What this task involves
Which lines below contain "LifecycleEvent"? Copy every one of them.
** Records provided follows **
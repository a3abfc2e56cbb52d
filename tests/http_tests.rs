mod common;

use common::temp_files::{ServiceRoot, SHELVES_YAML, WIDGETS_YAML};
use common::test_server::{send, send_raw, parse_response, start};
use crudhook::{App, LifecycleEvent, Outcome};
use serde_json::json;

fn widgets_app() -> (ServiceRoot, App) {
    let root = ServiceRoot::new()
        .with_resource("widgets.yml", WIDGETS_YAML)
        .with_resource("stores/shelves.yml", SHELVES_YAML);
    let app = App::from_root(root.path()).unwrap();
    (root, app)
}

#[test]
fn test_health_endpoint() {
    let (_root, app) = widgets_app();
    let server = start(app.into_service());
    let resp = send(server.addr(), "GET", "/health", None);
    server.stop();
    assert_eq!(resp.status, 200);
    assert_eq!(resp.body, json!({"status": "ok"}));
}

#[test]
fn test_powered_by_header_on_every_response() {
    let (_root, app) = widgets_app();
    let server = start(app.into_service());
    let ok = send(server.addr(), "GET", "/widgets", None);
    let missing = send(server.addr(), "GET", "/nowhere", None);
    server.stop();
    assert_eq!(ok.header("X-Powered-By"), Some("crudhook"));
    assert_eq!(missing.header("X-Powered-By"), Some("crudhook"));
    assert!(ok
        .header("Content-Type")
        .is_some_and(|v| v.starts_with("application/json")));
}

#[test]
fn test_crud_round_trip() {
    let (_root, app) = widgets_app();
    let server = start(app.into_service());
    let addr = server.addr();

    let created = send(addr, "POST", "/widgets", Some(r#"{"name":"bolt","price":"2.5"}"#));
    let listed = send(addr, "GET", "/widgets", None);
    let viewed = send(addr, "GET", "/widgets/1", None);
    let patched = send(addr, "PATCH", "/widgets/1", Some(r#"{"price":3}"#));
    let replaced = send(addr, "PUT", "/widgets/1", Some(r#"{"name":"nut"}"#));
    let deleted = send(addr, "DELETE", "/widgets/1", None);
    let gone = send(addr, "GET", "/widgets/1", None);
    server.stop();

    assert_eq!(created.status, 200);
    assert_eq!(created.body, json!({"name": "bolt", "price": 2.5, "id": 1}));
    assert_eq!(listed.body, json!([{"name": "bolt", "price": 2.5, "id": 1}]));
    assert_eq!(viewed.status, 200);
    assert_eq!(viewed.body["name"], "bolt");
    assert_eq!(patched.body["price"], json!(3));
    assert_eq!(patched.body["name"], "bolt");
    assert_eq!(replaced.body, json!({"name": "nut", "id": 1}));
    assert_eq!(deleted.status, 200);
    assert_eq!(deleted.body, json!({"name": "nut", "id": 1}));
    assert_eq!(gone.status, 404);
    assert_eq!(gone.body["error"], "notfound");
}

#[test]
fn test_compound_key_resource() {
    let (_root, app) = widgets_app();
    let server = start(app.into_service());
    let addr = server.addr();

    let created = send(
        addr,
        "POST",
        "/stores/4/shelves",
        Some(r#"{"store":4,"code":"A1","label":"top"}"#),
    );
    let viewed = send(addr, "GET", "/stores/4/shelves/A1", None);
    let wrong_store = send(addr, "GET", "/stores/5/shelves/A1", None);
    server.stop();

    assert_eq!(created.status, 200);
    assert_eq!(viewed.status, 200);
    assert_eq!(viewed.body["label"], "top");
    assert_eq!(wrong_store.status, 404);
}

#[test]
fn test_unmatched_route_is_404() {
    let (_root, app) = widgets_app();
    let server = start(app.into_service());
    let resp = send(server.addr(), "POST", "/widgets/1", Some("{}"));
    server.stop();
    assert_eq!(resp.status, 404);
    assert_eq!(resp.body["error"], "notfound");
    assert_eq!(resp.body["message"], "No route for POST /widgets/1");
}

#[test]
fn test_non_numeric_id_is_404() {
    let (_root, app) = widgets_app();
    let server = start(app.into_service());
    send(server.addr(), "POST", "/widgets", Some(r#"{"name":"bolt"}"#));
    let resp = send(server.addr(), "GET", "/widgets/abc", None);
    server.stop();
    assert_eq!(resp.status, 404);
}

#[test]
fn test_invalid_json_body_is_400() {
    let (_root, app) = widgets_app();
    let server = start(app.into_service());
    let resp = send(server.addr(), "POST", "/widgets", Some("{not json"));
    server.stop();
    assert_eq!(resp.status, 400);
    assert_eq!(resp.body["error"], "invalidbody");
}

#[test]
fn test_validate_listener_rejects_create() {
    let (_root, mut app) = widgets_app();
    app.collection_mut("widgets")
        .unwrap()
        .add_listener(LifecycleEvent::Validate, |args| {
            if args.value.get("name").is_some() {
                Outcome::Continue
            } else {
                Outcome::respond(400, json!({"error": "invalid", "field": "name"}))
            }
        });
    let server = start(app.into_service());
    let rejected = send(server.addr(), "POST", "/widgets", Some(r#"{"price":1}"#));
    let listed = send(server.addr(), "GET", "/widgets", None);
    server.stop();

    assert_eq!(rejected.status, 400);
    assert_eq!(rejected.body, json!({"error": "invalid", "field": "name"}));
    assert_eq!(listed.body, json!([]));
}

#[test]
fn test_listener_panic_is_500() {
    let (_root, mut app) = widgets_app();
    app.collection_mut("widgets")
        .unwrap()
        .add_listener(LifecycleEvent::List, |_| panic!("listener blew up"));
    let server = start(app.into_service());
    let first = send(server.addr(), "GET", "/widgets", None);
    let health = send(server.addr(), "GET", "/health", None);
    server.stop();

    assert_eq!(first.status, 500);
    assert_eq!(first.body["error"], "internal");
    assert_eq!(health.status, 200);
}

#[test]
fn test_query_string_ignored_for_routing() {
    let (_root, app) = widgets_app();
    let server = start(app.into_service());
    let raw = send_raw(
        server.addr(),
        "GET /widgets?limit=5&name=a%20b HTTP/1.1\r\nHost: localhost\r\n\r\n",
    );
    server.stop();
    let resp = parse_response(&raw);
    assert_eq!(resp.status, 200);
    assert_eq!(resp.body, json!([]));
}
** End of Records provided **
Response box
use crudhook::{App, LifecycleEvent, Outcome};
        .add_listener(LifecycleEvent::Validate, |args| {
        .add_listener(LifecycleEvent::List, |_| panic!("listener blew up"));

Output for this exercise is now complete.